Abstract

Premature ventricular contractions (PVCs) are a common form of arrhythmia associated with an unfavorable prognosis in patients with structural heart disease. It is unclear whether PVCs site of origin and QRS-width has a prognostic significance in patients without structural heart disease. The aim of this study was to assess the prognostic importance of PVCs morphology and duration in this patient group. We included 511 consecutive patients without a history of previous heart disease. They were examined with echocardiography and exercise test with normal findings. We categorized the PVCs from a 12 lead ECG according to morphology and width of the QRS-complex and analyzed the outcome in terms of a composite endpoint of total mortality and cardiovascular morbidity. During a median follow-up time of 5.3 years, 19 patients (3.5%) died and 61 (11.3%) met the composite outcome. Patients with PVCs originating from the outflow tracts had a significantly lower risk for the composite outcome compared to patients with non-OT-PVCs. Similarly, patients with PVC originating from the right ventricle had a better outcome than patients with left ventricular PCVs. No difference in outcome depending on QRS-width during PVCs was noticed.
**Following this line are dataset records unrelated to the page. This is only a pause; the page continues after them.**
//! ---
//! ems_section: "02-tag-layer"
//! ems_subsection: "module"
//! ems_type: "source"
//! ems_scope: "code"
//! ems_description: "Domain error type for tag operations."
//! ems_version: "v0.0.0-prealpha"
//! ems_owner: "tbd"
//! ---
use std::fmt::Display;

use thiserror::Error;

/// Result alias used throughout the tag layer.
pub type Result<T, E = LinkError> = std::result::Result<T, E>;

/// Every failure a tag operation can report.
///
/// Variants carry owned strings so results can be cloned into batch maps
/// and session reports.
#[derive(Debug, Clone, Error, PartialEq)]
pub enum LinkError {
    #[error("unknown tag '{0}'")]
    UnknownTag(String),
    #[error("duplicate tag '{0}'")]
    DuplicateTag(String),
    #[error("type mismatch for tag '{tag}': {detail}")]
    TypeMismatch { tag: String, detail: String },
    #[error("value out of range for tag '{tag}': {detail}")]
    OutOfRange { tag: String, detail: String },
    #[error("transport error at {address}: {cause}")]
    Transport { address: String, cause: String },
    #[error("bridge error: {0}")]
    Bridge(String),
    #[error("invalid address format: {0}")]
    InvalidAddressFormat(String),
    #[error("monitoring session '{0}' not found")]
    SessionNotFound(String),
    #[error("monitoring session '{0}' already exists")]
    SessionAlreadyExists(String),
    #[error("tags '{first}' and '{second}' share address {address} with different types")]
    ConflictingAddress {
        address: String,
        first: String,
        second: String,
    },
    #[error("invalid request: {0}")]
    InvalidRequest(String),
    #[error("internal error: {0}")]
    Internal(String),
}

impl LinkError {
    pub fn transport(address: impl Into<String>, cause: impl Display) -> Self {
        LinkError::Transport {
            address: address.into(),
            cause: cause.to_string(),
        }
    }

    pub fn type_mismatch(tag: &str, detail: impl Display) -> Self {
        LinkError::TypeMismatch {
            tag: tag.to_owned(),
            detail: detail.to_string(),
        }
    }

    pub fn out_of_range(tag: &str, detail: impl Display) -> Self {
        LinkError::OutOfRange {
            tag: tag.to_owned(),
            detail: detail.to_string(),
        }
    }

    /// Stable machine-readable label, used for metrics and logs.
    pub fn kind(&self) -> &'static str {
        match self {
            LinkError::UnknownTag(_) => "unknown_tag",
            LinkError::DuplicateTag(_) => "duplicate_tag",
            LinkError::TypeMismatch { .. } => "type_mismatch",
            LinkError::OutOfRange { .. } => "out_of_range",
            LinkError::Transport { .. } => "transport",
            LinkError::Bridge(_) => "bridge",
            LinkError::InvalidAddressFormat(_) => "invalid_address_format",
            LinkError::SessionNotFound(_) => "session_not_found",
            LinkError::SessionAlreadyExists(_) => "session_already_exists",
            LinkError::ConflictingAddress { .. } => "conflicting_address",
            LinkError::InvalidRequest(_) => "invalid_request",
            LinkError::Internal(_) => "internal",
        }
    }

    /// Whether the failure came from the controller side rather than the request.
    pub fn is_transport(&self) -> bool {
        matches!(
            self,
            LinkError::Transport { .. } | LinkError::Bridge(_) | LinkError::Internal(_)
        )
    }
}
In our cohort of consecutively included PVC patients without structural heart disease PVCs from the outflow tracts were associated with a better prognostic outcome than non-OT PVCs; the same was true for right ventricular PVCs when compared to left ventricular ones. The classification of the origin of the PVCs was based on 12-lead ECG morphology. QRS-width during PVC did not seem to have prognostic significance.